Search the entries below for "stdin". Report each line where it occurs.

---------- Material for the task ----------

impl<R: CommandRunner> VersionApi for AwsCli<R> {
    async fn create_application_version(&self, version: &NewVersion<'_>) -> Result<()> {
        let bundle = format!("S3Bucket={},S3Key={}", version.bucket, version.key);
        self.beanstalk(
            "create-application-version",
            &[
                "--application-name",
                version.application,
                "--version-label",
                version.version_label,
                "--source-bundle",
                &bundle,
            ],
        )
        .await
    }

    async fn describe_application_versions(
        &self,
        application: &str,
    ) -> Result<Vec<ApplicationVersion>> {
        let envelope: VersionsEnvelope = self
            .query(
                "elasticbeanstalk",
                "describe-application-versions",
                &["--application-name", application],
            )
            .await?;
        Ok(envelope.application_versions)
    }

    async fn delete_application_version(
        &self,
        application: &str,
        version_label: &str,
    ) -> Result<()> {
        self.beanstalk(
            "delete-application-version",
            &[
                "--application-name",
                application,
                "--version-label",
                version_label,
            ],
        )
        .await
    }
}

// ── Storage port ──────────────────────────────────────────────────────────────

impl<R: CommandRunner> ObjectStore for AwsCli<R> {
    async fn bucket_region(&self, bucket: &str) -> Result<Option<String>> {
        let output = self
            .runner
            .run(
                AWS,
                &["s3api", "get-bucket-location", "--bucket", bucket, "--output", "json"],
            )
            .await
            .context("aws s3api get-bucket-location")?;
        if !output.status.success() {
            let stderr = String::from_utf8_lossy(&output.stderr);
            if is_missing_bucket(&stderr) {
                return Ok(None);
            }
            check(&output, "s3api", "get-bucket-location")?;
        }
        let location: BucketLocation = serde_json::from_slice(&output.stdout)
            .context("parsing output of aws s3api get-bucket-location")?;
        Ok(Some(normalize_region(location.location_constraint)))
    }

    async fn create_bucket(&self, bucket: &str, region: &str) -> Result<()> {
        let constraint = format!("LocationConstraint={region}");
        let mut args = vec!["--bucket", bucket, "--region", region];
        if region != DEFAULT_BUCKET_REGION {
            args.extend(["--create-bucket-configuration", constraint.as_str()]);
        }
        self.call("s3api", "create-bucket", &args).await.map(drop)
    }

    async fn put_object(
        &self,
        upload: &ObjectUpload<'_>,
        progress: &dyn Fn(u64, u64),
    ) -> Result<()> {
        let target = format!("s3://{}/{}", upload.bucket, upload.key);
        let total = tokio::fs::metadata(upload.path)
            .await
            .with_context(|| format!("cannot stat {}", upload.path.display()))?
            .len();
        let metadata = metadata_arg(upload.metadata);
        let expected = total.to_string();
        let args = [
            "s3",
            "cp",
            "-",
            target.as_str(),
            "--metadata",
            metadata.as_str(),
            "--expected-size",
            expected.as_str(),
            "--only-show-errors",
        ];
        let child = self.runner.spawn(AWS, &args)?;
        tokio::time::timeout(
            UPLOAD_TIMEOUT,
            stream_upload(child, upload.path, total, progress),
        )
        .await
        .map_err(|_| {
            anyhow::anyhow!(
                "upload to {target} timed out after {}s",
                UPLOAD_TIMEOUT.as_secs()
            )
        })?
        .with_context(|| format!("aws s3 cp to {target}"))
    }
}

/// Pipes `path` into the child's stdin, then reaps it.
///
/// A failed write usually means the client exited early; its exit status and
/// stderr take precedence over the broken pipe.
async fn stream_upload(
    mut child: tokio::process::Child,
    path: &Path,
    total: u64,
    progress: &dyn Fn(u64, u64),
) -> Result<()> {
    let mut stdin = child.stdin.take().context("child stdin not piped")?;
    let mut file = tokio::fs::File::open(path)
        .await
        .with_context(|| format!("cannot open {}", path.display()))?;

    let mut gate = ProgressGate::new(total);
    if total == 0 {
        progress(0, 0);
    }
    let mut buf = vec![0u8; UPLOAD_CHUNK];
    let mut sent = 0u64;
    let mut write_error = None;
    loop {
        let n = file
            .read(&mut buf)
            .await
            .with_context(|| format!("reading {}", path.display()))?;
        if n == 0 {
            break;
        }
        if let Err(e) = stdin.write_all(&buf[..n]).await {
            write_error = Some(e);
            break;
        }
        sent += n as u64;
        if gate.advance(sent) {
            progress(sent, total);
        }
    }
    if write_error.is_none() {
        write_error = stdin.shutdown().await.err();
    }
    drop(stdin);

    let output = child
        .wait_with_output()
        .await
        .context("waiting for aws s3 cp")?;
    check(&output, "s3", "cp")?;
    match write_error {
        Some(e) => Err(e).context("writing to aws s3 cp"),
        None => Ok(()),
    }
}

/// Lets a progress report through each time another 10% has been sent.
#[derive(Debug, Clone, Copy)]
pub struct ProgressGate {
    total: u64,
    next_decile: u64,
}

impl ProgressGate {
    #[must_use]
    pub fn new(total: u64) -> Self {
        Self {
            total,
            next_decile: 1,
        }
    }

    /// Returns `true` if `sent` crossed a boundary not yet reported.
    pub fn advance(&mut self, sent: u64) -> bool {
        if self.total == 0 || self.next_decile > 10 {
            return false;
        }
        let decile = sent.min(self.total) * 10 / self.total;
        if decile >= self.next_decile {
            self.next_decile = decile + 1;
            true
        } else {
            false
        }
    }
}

----------

Exercise result:
/// Pipes `path` into the child's stdin, then reaps it.
    let mut stdin = child.stdin.take().context("child stdin not piped")?;
        if let Err(e) = stdin.write_all(&buf[..n]).await {
        write_error = stdin.shutdown().await.err();
    drop(stdin);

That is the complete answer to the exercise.